Enfin bref, on peut mettre tous les pansements qu’on veut sur une jambe de bois, ça restera une jambe de bois.
S’il est vrai que la taille des photos est réduite avec ce filtre (et dans nos tests, la réduction est même plus importante que ce qui est annoncé au départ)[5], le filtre ne s’applique qu’aux photos faites au sein de l’application. N’espérez donc pas « alléger » une photo faite avec votre téléphone le matin pour la partager en story l’après-midi. Ni alléger une photo que vous voudriez partager en post (en non en story). C’est le règne de l’instantanéité.
Je garde le meilleur pour la fin : le filtre assombrit les photos assez significativement. Ce n’est pas une surprise car c’est une caractéristique annoncée.[6] Sans entrer dans les détails techniques, le choix est curieux. Si on reprend la photo de base, qu’on l’optimise dans un logiciel dédié, on peut en réduire la taille bien au-delà de ce que le filtre fait tout en gardant la luminosité originelle.[7]
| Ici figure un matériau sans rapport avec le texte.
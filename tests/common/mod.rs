use axum::body::Body;
use axum::http::Request;

pub fn json_request(method: &str, uri: &str, body: serde_json::Value) -> Request<Body> {
    raw_json_request(method, uri, body.to_string())
}

pub fn raw_json_request(method: &str, uri: &str, body: impl Into<Body>) -> Request<Body> {
    Request::builder()
        .method(method)
        .uri(uri)
        .header("content-type", "application/json")
        .body(body.into())
        .expect("request")
}

pub fn empty_request(method: &str, uri: &str) -> Request<Body> {
    Request::builder()
        .method(method)
        .uri(uri)
        .body(Body::empty())
        .expect("request")
}

pub async fn read_json(response: axum::response::Response) -> serde_json::Value {
    let bytes = axum::body::to_bytes(response.into_body(), usize::MAX)
        .await
        .expect("body");
    serde_json::from_slice(&bytes).expect("json")
}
Donc ça ne sert pas à grand-chose ET ça rend les photos moches.
Vendre des téléphones qu’on peut garder longtemps parce qu’ils sont mis à jour plus de deux ans, ça oui, ça servirait à quelque chose. Et éviter d’encourager à le changer avant l’heure pour un modèle tout neuf à 1€, ce serait pas mal aussi. Encore plus quand on sait que 25% des téléphones sont remplacés alors qu’ils fonctionnent encore très bien.[8]
Si vous avez vraiment envie de réduire votre empreinte numérique, on vous conseille plutôt d’aller lire nos conseils, garantis sans greenwashing.
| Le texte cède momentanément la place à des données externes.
//! Postgres-backed implementation of the cake store.
//!
//! # What this module is
//! Implements the [`CakeStore`] trait using Postgres (via `sqlx`) as the
//! durable backing store for cake records. Each operation maps to one
//! parameterized statement against the shared connection pool.
//!
//! # Concurrency model
//! The store is shared across async handlers; `sqlx::PgPool` manages
//! concurrency. Each method acquires a pooled connection; pool sizing
//! controls throughput.
//!
//! # Operational notes
//! - Migrations are executed at startup via `sqlx::migrate!("./migrations")`
//!   so handlers can assume the schema exists before serving requests.
//! - Connection acquire timeouts are configured explicitly: failing fast
//!   beats hanging on an unavailable database.
//! - Database URLs may contain credentials; avoid logging them.
use super::{CakeStore, StoreError, StoreResult};
use crate::config::PostgresConfig;
use crate::model::{Cake, CakeDraft, CakeSummary};
use async_trait::async_trait;
use chrono::{DateTime, Utc};
use sqlx::postgres::{PgConnectOptions, PgPoolOptions};
use sqlx::{FromRow, PgPool};
use std::str::FromStr;
use std::time::Duration;

pub struct PostgresStore {
    pool: PgPool,
}

/// Row shape for the `cakes` table.
///
/// DB-facing structs stay separate from the domain types so schema details
/// (nullable columns, storage formats) never leak into the API model. The
/// optional columns collapse to ""/0.0 on read, matching the wire contract
/// where every field is always present.
#[derive(Debug, Clone, FromRow)]
struct DbCake {
    id: i64,
    title: String,
    description: Option<String>,
    rating: Option<f64>,
    image: Option<String>,
    created_at: DateTime<Utc>,
    updated_at: DateTime<Utc>,
}

/// Row shape for the list projection.
#[derive(Debug, Clone, FromRow)]
struct DbCakeSummary {
    id: i64,
    title: String,
    rating: Option<f64>,
    image: Option<String>,
}

fn cake_from_db(row: DbCake) -> Cake {
    Cake {
        id: row.id,
        title: row.title,
        description: row.description.unwrap_or_default(),
        rating: row.rating.unwrap_or_default(),
        image: row.image.unwrap_or_default(),
        created_at: row.created_at,
        updated_at: row.updated_at,
    }
}

impl PostgresStore {
    /// Connect to Postgres and run embedded migrations before serving.
    ///
    /// # Errors
    /// - Connection, pool setup, or migration failures.
    pub async fn connect(pg: &PostgresConfig) -> StoreResult<Self> {
        // `max_connections` caps concurrent DB work; `acquire_timeout`
        // bounds how long a request waits for a pooled connection.
        let connect_options = PgConnectOptions::from_str(&pg.url)?;
        let pool = PgPoolOptions::new()
            .max_connections(pg.max_connections)
            .acquire_timeout(Duration::from_millis(pg.acquire_timeout_ms))
            .connect_with(connect_options)
            .await?;

        // Migrations run before serving requests. If they fail, startup
        // fails rather than serving against an unknown schema.
        sqlx::migrate!("./migrations").run(&pool).await?;

        Ok(Self { pool })
    }

    async fn refresh_counts(&self) -> StoreResult<()> {
        let total: i64 = sqlx::query_scalar("SELECT COUNT(*) FROM cakes")
            .fetch_one(&self.pool)
            .await?;
        metrics::gauge!("cakestore_cakes_total").set(total as f64);
        Ok(())
    }
}

#[async_trait]
impl CakeStore for PostgresStore {
    async fn list_cakes(&self) -> StoreResult<Vec<CakeSummary>> {
        let rows = sqlx::query_as::<_, DbCakeSummary>(
            "SELECT id, title, rating, image FROM cakes ORDER BY id",
        )
        .fetch_all(&self.pool)
        .await?;
        Ok(rows
            .into_iter()
            .map(|row| CakeSummary {
                id: row.id,
                title: row.title,
                rating: row.rating.unwrap_or_default(),
                image: row.image.unwrap_or_default(),
            })
            .collect())
    }

    async fn get_cake(&self, id: i64) -> StoreResult<Cake> {
        let row = sqlx::query_as::<_, DbCake>(
            "SELECT id, title, description, rating, image, created_at, updated_at \
             FROM cakes WHERE id = $1",
        )
        .bind(id)
        .fetch_optional(&self.pool)
        .await?;
        row.map(cake_from_db)
            .ok_or_else(|| StoreError::NotFound(format!("cake {id}")))
    }

    async fn create_cake(&self, draft: CakeDraft) -> StoreResult<Cake> {
        // RETURNING hands back the generated id and both timestamps in the
        // same statement, so created_at and updated_at share one NOW().
        let row = sqlx::query_as::<_, DbCake>(
            r#"INSERT INTO cakes (title, description, rating, image, created_at, updated_at)
               VALUES ($1, $2, $3, $4, NOW(), NOW())
               RETURNING id, title, description, rating, image, created_at, updated_at"#,
        )
        .bind(&draft.title)
        .bind(&draft.description)
        .bind(draft.rating)
        .bind(&draft.image)
        .fetch_one(&self.pool)
        .await?;
        metrics::counter!("cakestore_cake_writes_total", "op" => "created").increment(1);
        self.refresh_counts().await?;
        Ok(cake_from_db(row))
    }

    async fn update_cake(&self, id: i64, draft: CakeDraft) -> StoreResult<Cake> {
        // RETURNING doubles as the affected-row check: no row back means the
        // id does not exist.
        let row = sqlx::query_as::<_, DbCake>(
            r#"UPDATE cakes
               SET title = $1, description = $2, rating = $3, image = $4, updated_at = NOW()
               WHERE id = $5
               RETURNING id, title, description, rating, image, created_at, updated_at"#,
        )
        .bind(&draft.title)
        .bind(&draft.description)
        .bind(draft.rating)
        .bind(&draft.image)
        .bind(id)
        .fetch_optional(&self.pool)
        .await?;
        let row = row.ok_or_else(|| StoreError::NotFound(format!("cake {id}")))?;
        metrics::counter!("cakestore_cake_writes_total", "op" => "updated").increment(1);
        Ok(cake_from_db(row))
    }

    async fn delete_cake(&self, id: i64) -> StoreResult<()> {
        let result = sqlx::query("DELETE FROM cakes WHERE id = $1")
            .bind(id)
            .execute(&self.pool)
            .await?;
        if result.rows_affected() == 0 {
            return Err(StoreError::NotFound(format!("cake {id}")));
        }
        metrics::counter!("cakestore_cake_writes_total", "op" => "deleted").increment(1);
        self.refresh_counts().await?;
        Ok(())
    }

    async fn health_check(&self) -> StoreResult<()> {
        sqlx::query("SELECT 1").execute(&self.pool).await?;
        Ok(())
    }

    fn is_durable(&self) -> bool {
        true
    }

    fn backend_name(&self) -> &'static str {
        "postgres"
    }
}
> Voir : Comment réduire son empreinte numérique ?
[1] Dont le nom est un fruit. Indice : ce n’est pas Apple.
[2] Le lapin, le lapin ! C’est vieux, mais c’est drôle. Oui, c’est une référence à une pub. Personne n’est parfait, à nous aussi il nous arrive de déraper…
[3] J’avais pourtant dit que je ferais des références culturelles un peu moins moisies dorénavant. C’est pas en citant le Schmilblick que ça va s’améliorer.
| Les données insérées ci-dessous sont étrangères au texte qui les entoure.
//! HTML dashboard rendering.
//!
//! The page is the askama template `templates/dashboard.html`, filled from a
//! `DashboardPage` the server handler builds from a fresh store snapshot on
//! every request. Template output is HTML-escaped.

use askama::Template;

use crate::report::view::EndpointView;

/// Seconds between automatic page reloads.
pub const REFRESH_SECS: u32 = 5;

/// Everything the page shows.
#[derive(Debug, Clone, Template)]
#[template(path = "dashboard.html")]
pub struct DashboardPage {
    /// Local `YYYY-MM-DD HH:MM:SS` the monitor started.
    pub started_at: String,
    pub uptime: String,
    pub endpoints: Vec<EndpointView>,
}

impl DashboardPage {
    pub fn refresh_secs(&self) -> u32 {
        REFRESH_SECS
    }
}

/// Render the full HTML document.
pub fn render(page: &DashboardPage) -> String {
    page.render().unwrap_or_else(|e| {
        tracing::error!(error = %e, "Dashboard template failed to render");
        format!("<pre>Template error: {e}</pre>")
    })
}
[4] À lire sur wur.nl. Voyez aussi notre article sur les limites du recyclage.
[5] Pour les photos parce que pour les vidéos c’est nettement moins flagrant.
[7] 570Ko pour la photo sans filtre, 242 avec, 187 si on ré-enregistre celle de 570Ko en augmentant la compression jpeg. Honnêtement, la version à 187 Ko est bien plus belle que l’éco-filtrée, tout en ayant une taille plus faible. Le filtre ne peut peut-être pas agir sur la compression, c’est possible. Mais toujours est-il que techniquement, on peut faire bien mieux.